To do: The answer must be every line of the records in which the string "confident" appears.

....................

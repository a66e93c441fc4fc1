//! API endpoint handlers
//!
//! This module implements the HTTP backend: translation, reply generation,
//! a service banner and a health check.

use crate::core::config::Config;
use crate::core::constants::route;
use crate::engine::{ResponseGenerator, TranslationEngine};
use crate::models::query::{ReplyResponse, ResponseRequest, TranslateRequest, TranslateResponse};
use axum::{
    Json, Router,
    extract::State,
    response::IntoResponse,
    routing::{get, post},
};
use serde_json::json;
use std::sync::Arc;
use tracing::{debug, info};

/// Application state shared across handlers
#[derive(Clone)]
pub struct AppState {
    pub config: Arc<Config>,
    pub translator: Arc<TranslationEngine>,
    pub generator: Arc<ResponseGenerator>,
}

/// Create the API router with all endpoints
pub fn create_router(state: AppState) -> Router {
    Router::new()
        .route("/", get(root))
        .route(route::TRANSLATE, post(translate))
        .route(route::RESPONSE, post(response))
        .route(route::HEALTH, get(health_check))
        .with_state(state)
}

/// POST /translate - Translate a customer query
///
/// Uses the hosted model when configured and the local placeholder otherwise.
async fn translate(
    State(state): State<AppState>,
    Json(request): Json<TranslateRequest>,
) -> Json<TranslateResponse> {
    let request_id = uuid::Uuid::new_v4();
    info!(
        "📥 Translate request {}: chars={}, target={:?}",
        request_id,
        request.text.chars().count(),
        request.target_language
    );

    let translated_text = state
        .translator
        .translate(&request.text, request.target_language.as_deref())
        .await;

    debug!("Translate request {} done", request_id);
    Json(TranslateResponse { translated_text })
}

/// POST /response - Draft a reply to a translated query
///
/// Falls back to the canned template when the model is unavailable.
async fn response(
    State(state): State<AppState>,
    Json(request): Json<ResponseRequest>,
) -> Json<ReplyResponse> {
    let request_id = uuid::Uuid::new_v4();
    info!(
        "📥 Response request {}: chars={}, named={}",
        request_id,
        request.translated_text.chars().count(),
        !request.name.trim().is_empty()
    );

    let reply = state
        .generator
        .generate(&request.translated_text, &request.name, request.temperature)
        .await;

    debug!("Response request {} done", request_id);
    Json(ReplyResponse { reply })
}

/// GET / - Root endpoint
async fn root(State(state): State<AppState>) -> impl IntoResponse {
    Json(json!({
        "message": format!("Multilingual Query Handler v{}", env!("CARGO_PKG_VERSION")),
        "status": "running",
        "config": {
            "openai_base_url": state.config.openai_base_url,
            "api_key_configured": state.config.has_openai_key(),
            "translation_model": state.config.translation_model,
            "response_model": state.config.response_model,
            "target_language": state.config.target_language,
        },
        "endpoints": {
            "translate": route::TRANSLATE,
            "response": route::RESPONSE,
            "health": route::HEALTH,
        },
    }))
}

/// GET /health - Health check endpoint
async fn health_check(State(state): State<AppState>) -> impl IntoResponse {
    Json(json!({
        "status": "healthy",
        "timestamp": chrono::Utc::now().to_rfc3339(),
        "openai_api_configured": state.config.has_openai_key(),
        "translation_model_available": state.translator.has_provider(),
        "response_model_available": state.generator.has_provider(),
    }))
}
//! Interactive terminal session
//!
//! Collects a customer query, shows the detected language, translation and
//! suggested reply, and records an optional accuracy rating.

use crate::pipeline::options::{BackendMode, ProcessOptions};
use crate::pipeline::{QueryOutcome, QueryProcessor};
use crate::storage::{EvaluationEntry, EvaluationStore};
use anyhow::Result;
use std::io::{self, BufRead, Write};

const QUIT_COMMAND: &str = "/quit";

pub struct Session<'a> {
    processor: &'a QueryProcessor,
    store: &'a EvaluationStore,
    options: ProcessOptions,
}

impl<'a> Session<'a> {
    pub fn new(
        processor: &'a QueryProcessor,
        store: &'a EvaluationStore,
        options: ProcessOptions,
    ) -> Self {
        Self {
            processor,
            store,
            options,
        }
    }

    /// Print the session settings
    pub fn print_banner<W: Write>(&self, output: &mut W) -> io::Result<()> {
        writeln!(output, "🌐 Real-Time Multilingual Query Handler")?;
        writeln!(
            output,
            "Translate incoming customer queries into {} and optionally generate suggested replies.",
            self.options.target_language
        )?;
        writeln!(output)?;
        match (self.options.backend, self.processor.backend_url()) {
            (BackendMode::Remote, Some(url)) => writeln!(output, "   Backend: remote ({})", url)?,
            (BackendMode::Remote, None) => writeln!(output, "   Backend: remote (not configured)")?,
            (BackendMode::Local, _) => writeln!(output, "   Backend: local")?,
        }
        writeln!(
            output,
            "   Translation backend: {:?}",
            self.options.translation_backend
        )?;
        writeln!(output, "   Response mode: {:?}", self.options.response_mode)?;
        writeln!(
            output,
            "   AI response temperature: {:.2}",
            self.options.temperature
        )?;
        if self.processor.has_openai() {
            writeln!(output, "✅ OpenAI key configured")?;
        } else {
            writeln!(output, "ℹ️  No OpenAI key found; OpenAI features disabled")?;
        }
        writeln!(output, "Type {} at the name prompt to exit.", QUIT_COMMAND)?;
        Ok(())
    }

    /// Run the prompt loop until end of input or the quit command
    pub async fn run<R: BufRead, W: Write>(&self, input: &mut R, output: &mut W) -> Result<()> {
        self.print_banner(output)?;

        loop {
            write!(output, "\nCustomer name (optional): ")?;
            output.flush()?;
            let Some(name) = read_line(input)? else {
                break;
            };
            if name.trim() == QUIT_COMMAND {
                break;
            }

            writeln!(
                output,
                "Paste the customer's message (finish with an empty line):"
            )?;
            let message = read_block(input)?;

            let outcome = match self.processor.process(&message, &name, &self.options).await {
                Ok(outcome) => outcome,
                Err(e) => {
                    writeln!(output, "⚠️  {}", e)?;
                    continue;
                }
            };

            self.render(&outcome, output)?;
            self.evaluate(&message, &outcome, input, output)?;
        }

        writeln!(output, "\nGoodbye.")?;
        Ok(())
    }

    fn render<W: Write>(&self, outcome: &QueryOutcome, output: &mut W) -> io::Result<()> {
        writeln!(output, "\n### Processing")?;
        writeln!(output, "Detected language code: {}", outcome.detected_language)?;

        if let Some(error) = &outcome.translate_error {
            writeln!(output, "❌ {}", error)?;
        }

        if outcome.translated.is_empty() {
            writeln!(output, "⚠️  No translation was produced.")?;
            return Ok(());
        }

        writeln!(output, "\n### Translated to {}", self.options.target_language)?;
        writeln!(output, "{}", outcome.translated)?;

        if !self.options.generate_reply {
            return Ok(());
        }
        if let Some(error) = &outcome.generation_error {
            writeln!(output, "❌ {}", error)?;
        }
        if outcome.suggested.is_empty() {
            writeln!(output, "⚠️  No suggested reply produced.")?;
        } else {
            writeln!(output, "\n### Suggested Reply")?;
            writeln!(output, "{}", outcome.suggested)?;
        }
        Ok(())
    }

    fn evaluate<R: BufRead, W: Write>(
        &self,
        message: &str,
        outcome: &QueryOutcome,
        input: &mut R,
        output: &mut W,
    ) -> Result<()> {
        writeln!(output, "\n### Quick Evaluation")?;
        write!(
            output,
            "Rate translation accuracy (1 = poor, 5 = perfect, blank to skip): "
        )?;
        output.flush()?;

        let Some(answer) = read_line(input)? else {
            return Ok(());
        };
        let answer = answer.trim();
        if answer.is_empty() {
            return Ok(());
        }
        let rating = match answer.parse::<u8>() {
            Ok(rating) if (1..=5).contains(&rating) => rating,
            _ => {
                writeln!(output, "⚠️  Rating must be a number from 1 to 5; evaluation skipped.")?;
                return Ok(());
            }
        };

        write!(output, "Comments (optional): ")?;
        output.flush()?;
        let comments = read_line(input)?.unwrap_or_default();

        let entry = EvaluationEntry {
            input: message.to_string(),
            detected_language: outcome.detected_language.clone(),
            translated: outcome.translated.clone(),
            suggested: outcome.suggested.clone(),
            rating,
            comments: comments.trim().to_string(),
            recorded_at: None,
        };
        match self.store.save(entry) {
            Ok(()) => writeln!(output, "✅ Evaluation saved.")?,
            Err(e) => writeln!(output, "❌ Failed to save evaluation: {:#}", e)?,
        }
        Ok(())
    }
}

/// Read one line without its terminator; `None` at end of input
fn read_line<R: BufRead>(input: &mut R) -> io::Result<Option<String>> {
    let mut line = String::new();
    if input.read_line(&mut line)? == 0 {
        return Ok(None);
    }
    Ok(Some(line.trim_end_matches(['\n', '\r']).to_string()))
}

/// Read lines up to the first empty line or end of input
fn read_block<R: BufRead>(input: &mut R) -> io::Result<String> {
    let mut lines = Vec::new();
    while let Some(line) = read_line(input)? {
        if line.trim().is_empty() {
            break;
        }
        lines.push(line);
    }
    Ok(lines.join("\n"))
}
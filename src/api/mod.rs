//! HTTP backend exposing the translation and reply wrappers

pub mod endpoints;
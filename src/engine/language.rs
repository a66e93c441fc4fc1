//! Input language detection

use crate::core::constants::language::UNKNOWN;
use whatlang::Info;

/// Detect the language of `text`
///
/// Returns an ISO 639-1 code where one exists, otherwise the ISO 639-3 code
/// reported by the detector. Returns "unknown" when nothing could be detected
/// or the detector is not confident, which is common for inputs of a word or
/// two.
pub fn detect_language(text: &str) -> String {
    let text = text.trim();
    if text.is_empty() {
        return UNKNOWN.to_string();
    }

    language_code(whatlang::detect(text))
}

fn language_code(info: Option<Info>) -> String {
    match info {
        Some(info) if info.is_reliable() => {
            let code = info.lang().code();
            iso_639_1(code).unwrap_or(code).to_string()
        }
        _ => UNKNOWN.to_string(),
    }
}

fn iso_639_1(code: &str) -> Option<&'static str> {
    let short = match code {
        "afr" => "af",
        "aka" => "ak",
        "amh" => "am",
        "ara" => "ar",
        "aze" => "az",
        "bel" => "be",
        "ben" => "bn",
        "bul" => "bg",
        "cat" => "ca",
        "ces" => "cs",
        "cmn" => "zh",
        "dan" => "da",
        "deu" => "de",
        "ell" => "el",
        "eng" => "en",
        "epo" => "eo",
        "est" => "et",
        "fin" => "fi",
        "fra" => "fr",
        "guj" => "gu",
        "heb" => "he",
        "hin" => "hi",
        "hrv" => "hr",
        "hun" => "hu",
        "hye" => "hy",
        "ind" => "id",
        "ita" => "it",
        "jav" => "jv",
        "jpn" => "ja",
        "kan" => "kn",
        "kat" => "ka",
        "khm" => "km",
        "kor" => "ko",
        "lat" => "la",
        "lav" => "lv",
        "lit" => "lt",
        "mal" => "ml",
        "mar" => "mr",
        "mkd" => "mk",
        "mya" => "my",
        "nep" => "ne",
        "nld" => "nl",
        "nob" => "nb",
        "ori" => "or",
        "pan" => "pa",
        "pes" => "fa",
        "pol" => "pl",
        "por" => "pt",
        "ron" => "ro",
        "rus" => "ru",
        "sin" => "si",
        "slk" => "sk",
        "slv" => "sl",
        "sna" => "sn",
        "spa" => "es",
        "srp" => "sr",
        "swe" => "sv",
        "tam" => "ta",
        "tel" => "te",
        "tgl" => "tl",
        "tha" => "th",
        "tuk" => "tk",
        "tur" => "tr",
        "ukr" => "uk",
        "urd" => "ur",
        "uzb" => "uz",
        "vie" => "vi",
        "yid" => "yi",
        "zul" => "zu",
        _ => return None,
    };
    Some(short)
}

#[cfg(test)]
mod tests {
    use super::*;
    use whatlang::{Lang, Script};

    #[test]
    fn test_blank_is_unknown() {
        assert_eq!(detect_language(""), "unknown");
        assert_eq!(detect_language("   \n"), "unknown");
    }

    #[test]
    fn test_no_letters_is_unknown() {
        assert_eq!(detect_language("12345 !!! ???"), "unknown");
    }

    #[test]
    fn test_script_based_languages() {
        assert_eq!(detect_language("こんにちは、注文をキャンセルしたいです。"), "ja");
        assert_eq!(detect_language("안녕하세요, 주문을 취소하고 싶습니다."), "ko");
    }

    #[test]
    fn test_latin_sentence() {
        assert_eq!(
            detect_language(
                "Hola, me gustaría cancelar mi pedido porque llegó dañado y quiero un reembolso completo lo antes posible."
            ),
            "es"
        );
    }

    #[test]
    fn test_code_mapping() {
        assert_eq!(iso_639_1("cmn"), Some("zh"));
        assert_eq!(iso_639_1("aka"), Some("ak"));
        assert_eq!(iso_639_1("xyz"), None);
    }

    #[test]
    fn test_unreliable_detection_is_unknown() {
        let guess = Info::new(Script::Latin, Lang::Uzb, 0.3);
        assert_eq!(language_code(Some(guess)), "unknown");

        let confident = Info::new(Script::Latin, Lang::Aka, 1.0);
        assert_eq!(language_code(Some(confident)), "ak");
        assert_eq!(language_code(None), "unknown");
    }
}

....................

Result:
/// or the detector is not confident, which is common for inputs of a word or
        let confident = Info::new(Script::Latin, Lang::Aka, 1.0);
        assert_eq!(language_code(Some(confident)), "ak");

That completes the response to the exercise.